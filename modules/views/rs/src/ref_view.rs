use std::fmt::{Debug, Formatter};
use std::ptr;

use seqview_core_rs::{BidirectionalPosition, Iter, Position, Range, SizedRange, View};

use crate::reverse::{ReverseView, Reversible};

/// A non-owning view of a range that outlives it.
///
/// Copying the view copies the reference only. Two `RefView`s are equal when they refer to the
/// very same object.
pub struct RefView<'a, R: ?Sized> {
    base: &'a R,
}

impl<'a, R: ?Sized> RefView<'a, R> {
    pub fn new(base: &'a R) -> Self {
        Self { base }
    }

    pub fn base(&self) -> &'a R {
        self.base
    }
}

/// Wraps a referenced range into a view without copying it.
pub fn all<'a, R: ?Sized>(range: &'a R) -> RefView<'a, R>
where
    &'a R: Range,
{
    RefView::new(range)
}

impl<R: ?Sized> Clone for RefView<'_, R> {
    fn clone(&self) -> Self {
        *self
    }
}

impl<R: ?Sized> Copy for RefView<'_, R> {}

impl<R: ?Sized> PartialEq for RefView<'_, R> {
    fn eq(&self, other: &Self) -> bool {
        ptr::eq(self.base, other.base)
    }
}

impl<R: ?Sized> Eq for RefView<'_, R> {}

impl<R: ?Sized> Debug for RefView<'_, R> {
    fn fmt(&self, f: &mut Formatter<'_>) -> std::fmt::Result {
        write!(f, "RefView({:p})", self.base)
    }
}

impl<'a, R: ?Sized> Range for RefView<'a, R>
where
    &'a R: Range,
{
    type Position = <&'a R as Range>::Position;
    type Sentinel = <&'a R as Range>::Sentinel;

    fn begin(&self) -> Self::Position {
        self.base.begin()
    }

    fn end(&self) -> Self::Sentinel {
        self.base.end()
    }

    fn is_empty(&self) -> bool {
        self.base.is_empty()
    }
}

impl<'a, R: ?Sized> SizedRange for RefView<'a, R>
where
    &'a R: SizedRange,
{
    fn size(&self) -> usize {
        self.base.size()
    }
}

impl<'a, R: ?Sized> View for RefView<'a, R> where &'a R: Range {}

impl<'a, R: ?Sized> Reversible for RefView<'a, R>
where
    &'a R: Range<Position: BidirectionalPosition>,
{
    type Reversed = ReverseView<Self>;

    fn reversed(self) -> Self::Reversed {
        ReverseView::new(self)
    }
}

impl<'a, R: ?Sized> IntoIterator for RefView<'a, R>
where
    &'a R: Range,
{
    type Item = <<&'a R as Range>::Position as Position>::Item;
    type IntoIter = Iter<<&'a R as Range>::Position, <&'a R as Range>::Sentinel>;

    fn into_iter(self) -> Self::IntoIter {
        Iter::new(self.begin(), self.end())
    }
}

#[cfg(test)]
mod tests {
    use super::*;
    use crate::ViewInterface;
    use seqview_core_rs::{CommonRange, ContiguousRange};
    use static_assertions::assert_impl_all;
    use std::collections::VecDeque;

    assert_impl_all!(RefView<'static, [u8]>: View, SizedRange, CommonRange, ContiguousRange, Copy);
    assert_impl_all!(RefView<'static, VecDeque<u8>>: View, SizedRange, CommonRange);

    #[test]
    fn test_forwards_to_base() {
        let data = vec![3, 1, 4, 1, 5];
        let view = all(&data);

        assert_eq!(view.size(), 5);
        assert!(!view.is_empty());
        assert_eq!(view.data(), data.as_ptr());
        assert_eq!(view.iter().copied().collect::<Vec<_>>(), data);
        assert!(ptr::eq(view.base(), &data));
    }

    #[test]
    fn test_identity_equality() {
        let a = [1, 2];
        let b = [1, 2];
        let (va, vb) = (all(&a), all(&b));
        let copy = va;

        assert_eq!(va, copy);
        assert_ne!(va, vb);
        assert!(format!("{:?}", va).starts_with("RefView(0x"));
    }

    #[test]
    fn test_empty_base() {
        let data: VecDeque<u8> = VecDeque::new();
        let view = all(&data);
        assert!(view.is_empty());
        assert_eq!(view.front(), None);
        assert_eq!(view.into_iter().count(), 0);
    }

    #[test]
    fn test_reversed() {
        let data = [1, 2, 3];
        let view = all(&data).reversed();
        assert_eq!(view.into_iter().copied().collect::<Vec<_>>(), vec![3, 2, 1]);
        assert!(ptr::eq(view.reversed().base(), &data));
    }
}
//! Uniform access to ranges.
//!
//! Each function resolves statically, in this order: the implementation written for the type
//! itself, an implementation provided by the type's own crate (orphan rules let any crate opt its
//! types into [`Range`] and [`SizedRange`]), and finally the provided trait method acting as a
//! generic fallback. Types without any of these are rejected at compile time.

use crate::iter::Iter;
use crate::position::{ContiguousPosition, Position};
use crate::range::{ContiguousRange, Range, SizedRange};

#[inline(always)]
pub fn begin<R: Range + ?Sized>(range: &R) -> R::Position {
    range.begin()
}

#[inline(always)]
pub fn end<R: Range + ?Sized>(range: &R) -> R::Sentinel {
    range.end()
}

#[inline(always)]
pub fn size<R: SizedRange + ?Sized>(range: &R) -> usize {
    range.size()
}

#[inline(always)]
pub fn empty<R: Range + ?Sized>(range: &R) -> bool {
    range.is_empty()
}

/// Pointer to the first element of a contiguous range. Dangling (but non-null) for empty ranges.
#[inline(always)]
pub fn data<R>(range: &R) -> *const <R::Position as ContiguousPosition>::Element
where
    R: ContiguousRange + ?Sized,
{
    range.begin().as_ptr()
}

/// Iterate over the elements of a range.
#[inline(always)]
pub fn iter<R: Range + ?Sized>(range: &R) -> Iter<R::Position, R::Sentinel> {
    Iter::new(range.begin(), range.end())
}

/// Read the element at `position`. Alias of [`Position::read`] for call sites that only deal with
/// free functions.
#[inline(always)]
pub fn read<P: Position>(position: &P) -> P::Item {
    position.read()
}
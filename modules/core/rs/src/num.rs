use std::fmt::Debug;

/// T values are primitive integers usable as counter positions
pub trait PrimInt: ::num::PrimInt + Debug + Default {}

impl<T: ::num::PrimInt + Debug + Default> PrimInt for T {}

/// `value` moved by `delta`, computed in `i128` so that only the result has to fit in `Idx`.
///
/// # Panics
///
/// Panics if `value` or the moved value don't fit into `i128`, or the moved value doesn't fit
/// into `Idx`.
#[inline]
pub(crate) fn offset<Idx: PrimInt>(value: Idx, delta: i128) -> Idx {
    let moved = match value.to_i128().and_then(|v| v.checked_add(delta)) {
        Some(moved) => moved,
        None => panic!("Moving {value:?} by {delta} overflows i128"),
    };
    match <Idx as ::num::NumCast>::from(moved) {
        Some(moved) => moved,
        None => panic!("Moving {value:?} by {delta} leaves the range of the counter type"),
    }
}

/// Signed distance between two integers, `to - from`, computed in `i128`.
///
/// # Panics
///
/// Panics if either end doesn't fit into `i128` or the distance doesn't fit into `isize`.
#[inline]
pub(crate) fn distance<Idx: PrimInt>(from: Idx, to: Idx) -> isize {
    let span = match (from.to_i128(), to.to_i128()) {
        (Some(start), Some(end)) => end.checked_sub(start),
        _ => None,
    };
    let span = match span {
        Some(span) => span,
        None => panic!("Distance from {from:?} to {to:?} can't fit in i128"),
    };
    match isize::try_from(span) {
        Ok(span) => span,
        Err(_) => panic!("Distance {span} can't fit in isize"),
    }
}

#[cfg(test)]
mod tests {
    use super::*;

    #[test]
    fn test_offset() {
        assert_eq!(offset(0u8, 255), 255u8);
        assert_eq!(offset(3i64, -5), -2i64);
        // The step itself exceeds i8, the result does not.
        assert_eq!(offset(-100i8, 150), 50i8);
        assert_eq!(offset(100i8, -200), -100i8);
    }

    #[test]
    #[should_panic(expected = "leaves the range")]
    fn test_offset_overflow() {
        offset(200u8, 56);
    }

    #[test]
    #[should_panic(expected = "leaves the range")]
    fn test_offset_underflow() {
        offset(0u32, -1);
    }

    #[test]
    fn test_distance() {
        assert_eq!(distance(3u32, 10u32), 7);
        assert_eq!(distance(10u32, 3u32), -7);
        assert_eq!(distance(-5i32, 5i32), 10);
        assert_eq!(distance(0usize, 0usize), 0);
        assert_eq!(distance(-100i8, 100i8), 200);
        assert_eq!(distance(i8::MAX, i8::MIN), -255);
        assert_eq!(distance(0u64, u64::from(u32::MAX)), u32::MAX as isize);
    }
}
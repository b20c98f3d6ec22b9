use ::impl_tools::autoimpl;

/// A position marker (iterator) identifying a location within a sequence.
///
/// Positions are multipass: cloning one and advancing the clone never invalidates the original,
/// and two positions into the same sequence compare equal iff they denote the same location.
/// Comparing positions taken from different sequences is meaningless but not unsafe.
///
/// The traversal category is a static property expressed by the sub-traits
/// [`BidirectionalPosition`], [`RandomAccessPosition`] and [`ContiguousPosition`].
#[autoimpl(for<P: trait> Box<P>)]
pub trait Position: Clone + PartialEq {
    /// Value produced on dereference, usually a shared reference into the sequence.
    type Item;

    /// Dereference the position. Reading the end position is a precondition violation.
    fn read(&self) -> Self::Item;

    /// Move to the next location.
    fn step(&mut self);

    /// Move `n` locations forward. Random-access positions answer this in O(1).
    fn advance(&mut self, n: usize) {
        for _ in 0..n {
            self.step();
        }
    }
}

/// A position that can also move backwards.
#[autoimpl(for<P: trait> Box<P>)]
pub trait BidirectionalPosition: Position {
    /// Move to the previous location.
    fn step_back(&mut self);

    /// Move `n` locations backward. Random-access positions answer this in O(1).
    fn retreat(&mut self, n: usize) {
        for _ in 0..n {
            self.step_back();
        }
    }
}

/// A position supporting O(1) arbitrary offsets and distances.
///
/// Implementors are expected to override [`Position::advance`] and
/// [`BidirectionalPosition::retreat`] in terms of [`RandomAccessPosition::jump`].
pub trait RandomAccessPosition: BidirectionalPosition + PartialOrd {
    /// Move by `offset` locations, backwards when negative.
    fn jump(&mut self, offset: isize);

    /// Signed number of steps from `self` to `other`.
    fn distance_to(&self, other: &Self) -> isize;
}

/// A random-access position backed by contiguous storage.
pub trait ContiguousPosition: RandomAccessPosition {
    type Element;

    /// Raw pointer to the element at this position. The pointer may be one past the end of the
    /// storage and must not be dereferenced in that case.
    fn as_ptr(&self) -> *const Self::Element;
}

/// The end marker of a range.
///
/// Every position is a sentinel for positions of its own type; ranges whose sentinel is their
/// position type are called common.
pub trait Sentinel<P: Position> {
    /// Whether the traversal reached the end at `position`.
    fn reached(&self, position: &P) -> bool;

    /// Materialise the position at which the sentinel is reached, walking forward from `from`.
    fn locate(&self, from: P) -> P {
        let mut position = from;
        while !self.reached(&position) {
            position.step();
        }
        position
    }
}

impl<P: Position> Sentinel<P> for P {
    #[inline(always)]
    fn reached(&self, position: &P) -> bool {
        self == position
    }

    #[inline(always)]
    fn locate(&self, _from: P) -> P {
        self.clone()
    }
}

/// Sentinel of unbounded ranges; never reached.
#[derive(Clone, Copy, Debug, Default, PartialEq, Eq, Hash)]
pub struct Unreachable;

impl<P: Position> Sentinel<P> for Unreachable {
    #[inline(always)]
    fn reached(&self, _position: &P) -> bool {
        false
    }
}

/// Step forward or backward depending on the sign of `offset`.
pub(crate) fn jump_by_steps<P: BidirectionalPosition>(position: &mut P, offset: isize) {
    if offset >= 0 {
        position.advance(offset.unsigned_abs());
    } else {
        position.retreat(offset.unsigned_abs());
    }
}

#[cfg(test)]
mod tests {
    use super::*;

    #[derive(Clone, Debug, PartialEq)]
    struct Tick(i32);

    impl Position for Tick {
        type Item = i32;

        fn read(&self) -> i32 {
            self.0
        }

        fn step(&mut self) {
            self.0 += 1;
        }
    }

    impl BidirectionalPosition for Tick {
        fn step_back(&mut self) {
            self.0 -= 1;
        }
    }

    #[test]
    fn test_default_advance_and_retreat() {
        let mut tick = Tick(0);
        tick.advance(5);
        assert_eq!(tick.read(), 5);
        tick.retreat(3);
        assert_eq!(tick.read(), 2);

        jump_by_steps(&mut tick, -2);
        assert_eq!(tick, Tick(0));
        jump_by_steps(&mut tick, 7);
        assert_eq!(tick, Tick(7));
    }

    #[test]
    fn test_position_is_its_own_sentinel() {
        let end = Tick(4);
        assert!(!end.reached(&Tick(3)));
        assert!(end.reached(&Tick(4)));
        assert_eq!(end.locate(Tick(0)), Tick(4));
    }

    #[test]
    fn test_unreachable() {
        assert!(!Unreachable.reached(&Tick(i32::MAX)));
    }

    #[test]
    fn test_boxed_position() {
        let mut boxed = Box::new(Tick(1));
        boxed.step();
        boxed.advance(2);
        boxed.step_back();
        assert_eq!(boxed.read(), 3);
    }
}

**WHAT IS REQUIRED**
Going through the entries above, report how many lines include the string "span". The number alone is the answer.

**WRITTEN SOLUTION**
6